**Source material:**
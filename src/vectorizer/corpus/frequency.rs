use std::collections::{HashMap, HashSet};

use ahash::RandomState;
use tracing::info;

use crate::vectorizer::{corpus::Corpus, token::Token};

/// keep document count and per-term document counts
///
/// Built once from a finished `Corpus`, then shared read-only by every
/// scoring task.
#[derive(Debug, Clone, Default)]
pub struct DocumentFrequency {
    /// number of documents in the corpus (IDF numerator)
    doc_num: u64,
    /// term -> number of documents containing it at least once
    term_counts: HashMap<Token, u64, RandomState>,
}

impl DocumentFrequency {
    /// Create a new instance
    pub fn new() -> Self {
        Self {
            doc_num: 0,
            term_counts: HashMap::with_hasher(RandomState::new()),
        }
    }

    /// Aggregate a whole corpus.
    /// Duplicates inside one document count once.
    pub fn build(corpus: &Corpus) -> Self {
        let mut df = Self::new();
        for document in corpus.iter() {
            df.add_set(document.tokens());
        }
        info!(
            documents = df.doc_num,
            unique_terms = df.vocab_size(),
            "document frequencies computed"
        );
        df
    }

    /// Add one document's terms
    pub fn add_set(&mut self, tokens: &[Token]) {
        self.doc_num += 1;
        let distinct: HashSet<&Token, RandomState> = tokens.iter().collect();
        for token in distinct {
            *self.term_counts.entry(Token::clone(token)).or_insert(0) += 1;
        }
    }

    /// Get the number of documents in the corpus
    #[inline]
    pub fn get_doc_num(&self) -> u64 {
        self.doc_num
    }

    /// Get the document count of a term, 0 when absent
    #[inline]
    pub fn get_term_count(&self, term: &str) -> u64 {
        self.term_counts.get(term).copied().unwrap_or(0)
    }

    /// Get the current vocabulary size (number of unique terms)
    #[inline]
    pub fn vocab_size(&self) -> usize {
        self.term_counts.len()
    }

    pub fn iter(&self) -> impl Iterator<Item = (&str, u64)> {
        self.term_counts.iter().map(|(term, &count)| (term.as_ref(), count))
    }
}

* * *

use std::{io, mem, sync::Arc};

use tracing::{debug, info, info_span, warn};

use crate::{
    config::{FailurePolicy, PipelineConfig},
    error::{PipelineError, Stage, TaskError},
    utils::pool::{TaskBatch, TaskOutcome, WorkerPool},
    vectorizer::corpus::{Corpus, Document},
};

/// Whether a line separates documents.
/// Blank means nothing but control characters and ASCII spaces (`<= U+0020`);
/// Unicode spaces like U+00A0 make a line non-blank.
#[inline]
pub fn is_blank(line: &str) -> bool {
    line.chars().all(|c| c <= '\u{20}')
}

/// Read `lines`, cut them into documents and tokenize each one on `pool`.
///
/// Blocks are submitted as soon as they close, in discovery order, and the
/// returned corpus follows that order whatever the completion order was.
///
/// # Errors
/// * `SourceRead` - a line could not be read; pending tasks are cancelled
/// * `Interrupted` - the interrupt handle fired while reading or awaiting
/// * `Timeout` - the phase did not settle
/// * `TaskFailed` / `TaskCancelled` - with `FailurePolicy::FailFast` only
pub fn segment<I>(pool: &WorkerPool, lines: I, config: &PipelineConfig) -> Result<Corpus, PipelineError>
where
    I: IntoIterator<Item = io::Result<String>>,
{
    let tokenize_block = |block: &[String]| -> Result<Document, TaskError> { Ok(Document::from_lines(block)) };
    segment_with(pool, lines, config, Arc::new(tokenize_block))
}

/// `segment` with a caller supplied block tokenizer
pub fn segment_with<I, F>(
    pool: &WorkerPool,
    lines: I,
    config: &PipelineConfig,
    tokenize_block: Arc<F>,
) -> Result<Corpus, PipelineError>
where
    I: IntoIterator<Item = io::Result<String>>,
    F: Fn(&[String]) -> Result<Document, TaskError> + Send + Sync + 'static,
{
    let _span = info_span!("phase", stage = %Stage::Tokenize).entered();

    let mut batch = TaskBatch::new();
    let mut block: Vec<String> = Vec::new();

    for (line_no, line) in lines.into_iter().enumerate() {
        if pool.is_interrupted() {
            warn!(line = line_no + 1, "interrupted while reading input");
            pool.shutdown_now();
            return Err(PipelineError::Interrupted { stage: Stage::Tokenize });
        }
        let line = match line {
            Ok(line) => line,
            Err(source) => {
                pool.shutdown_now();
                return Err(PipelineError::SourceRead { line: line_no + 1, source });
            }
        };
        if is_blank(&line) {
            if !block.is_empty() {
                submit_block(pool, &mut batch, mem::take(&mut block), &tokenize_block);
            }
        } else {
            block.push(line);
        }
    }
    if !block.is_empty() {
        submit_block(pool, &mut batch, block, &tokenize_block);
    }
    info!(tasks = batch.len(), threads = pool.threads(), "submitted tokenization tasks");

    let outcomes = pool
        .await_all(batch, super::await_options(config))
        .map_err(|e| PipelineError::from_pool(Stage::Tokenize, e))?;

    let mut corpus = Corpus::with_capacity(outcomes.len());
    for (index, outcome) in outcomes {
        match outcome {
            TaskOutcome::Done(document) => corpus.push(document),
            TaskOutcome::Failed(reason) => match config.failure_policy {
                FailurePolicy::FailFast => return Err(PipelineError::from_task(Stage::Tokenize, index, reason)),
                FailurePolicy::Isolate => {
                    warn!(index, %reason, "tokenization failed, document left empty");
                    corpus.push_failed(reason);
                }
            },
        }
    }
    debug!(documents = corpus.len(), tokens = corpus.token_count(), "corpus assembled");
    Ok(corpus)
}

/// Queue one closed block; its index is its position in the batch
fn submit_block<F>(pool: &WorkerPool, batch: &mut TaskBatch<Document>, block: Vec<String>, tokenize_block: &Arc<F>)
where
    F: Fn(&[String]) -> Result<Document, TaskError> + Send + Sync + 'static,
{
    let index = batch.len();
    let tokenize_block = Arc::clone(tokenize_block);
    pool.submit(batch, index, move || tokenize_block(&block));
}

* * *

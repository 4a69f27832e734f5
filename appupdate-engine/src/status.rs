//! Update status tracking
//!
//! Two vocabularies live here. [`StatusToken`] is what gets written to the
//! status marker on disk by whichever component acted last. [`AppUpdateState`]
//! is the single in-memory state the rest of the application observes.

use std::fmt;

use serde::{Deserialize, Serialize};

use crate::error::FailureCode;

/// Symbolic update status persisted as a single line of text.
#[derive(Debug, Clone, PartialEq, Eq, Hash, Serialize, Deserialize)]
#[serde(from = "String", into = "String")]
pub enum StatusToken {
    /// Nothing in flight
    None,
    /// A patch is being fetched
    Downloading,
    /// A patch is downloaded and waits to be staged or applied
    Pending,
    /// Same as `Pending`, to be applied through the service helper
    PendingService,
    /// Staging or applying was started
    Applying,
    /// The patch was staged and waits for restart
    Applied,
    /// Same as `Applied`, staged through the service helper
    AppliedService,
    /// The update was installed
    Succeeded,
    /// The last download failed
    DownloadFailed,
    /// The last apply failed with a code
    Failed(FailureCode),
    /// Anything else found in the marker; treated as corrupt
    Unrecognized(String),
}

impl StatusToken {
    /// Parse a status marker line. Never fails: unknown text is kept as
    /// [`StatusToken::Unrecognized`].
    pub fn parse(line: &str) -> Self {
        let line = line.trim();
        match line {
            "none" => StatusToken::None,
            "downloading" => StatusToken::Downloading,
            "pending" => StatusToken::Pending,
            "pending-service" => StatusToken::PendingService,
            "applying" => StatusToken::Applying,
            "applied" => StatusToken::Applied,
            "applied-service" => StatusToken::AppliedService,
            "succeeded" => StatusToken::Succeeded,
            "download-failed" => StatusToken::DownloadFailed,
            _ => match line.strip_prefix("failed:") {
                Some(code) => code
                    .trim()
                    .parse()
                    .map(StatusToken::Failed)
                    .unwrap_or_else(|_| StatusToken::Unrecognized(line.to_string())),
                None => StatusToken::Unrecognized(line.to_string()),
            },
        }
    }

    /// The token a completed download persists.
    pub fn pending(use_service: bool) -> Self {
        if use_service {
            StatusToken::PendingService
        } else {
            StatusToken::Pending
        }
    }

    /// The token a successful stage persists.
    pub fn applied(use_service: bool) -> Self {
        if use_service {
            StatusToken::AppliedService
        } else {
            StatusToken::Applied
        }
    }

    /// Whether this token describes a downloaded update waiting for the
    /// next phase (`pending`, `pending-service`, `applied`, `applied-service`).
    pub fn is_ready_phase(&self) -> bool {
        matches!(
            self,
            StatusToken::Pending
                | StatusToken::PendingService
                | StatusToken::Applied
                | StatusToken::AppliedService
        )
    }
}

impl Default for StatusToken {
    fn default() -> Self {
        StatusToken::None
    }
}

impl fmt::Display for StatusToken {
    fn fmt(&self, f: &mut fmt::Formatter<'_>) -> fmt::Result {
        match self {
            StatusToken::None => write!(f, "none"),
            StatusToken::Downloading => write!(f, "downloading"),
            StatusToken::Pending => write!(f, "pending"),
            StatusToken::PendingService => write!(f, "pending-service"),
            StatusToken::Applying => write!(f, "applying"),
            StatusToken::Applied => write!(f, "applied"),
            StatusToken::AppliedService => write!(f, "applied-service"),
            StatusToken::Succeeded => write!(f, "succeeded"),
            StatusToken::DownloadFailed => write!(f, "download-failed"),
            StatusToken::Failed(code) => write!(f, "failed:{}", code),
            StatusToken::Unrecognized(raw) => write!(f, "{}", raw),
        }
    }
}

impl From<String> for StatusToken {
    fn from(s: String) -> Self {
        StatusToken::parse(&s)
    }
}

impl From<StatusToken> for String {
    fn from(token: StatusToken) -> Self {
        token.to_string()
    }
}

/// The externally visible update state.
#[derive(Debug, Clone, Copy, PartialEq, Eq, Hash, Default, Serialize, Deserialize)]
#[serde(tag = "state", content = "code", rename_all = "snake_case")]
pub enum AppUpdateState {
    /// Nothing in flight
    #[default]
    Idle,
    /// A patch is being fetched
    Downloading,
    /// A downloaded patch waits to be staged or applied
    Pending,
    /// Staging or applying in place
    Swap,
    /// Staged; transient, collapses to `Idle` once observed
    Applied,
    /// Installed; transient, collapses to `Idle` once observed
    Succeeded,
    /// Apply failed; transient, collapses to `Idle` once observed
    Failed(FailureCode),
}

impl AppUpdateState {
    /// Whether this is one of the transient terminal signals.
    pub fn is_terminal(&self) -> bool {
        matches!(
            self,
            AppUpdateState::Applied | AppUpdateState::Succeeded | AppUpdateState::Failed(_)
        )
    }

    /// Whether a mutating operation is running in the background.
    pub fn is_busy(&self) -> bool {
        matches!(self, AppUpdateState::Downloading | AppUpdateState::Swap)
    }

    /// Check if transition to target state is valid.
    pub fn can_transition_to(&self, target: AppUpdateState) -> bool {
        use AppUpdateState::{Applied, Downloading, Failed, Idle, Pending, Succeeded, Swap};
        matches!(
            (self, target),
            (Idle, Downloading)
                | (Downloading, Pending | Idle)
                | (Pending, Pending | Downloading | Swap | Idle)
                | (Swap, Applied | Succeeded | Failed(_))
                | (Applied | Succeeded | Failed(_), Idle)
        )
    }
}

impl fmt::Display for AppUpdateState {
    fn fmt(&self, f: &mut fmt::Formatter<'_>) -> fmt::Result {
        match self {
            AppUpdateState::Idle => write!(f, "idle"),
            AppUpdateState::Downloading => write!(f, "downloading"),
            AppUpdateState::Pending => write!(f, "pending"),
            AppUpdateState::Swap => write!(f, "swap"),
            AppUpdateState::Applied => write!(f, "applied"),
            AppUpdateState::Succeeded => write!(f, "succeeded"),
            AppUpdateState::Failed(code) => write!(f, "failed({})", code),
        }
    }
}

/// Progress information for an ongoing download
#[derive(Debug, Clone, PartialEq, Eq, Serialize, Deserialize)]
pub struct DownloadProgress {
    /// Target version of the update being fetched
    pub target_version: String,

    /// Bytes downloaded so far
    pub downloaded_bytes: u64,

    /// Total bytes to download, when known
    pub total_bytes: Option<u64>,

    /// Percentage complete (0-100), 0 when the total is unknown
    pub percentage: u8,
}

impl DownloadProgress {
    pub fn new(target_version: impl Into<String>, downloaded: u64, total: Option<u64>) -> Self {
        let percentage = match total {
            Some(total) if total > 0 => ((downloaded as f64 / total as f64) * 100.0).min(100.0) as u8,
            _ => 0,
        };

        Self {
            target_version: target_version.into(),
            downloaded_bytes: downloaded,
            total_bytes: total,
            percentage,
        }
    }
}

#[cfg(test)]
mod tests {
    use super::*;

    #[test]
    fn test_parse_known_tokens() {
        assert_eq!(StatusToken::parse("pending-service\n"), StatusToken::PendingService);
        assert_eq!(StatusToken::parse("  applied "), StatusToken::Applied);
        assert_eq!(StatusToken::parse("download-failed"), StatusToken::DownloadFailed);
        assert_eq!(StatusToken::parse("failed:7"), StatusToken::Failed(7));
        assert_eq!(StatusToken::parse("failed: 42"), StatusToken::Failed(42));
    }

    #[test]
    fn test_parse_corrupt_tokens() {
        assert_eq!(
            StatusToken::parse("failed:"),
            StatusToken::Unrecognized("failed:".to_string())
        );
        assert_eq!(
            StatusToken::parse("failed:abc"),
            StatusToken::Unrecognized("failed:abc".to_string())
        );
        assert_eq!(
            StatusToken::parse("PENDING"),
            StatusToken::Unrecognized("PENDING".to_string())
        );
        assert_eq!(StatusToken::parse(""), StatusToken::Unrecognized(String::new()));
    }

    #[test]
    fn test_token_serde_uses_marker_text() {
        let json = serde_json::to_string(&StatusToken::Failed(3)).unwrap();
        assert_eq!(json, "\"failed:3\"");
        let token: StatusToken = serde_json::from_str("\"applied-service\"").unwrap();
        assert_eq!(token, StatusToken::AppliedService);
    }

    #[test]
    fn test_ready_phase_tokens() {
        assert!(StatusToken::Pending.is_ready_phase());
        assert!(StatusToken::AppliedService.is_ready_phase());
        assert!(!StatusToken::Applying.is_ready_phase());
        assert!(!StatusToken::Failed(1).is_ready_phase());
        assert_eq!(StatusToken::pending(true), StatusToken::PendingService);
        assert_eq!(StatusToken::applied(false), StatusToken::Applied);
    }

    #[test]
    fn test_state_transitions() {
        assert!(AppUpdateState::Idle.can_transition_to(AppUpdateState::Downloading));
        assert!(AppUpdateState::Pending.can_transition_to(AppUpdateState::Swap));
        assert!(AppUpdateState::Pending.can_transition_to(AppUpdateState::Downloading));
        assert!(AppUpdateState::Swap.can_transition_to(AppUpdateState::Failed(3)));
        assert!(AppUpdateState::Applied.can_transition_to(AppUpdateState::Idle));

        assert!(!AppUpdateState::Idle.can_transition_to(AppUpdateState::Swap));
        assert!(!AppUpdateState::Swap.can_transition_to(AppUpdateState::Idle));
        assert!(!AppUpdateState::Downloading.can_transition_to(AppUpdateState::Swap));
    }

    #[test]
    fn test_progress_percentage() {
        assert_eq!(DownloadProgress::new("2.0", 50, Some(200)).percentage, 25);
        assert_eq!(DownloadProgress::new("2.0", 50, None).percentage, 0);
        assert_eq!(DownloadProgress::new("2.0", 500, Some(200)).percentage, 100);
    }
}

**Goal of the exercise:** Check each line of the records for the string "AppliedService" and copy those that have it.

**Worked solution:**
    AppliedService,
            "applied-service" => StatusToken::AppliedService,
            StatusToken::AppliedService
                | StatusToken::AppliedService
            StatusToken::AppliedService => write!(f, "applied-service"),
        assert_eq!(token, StatusToken::AppliedService);
        assert!(StatusToken::AppliedService.is_ready_phase());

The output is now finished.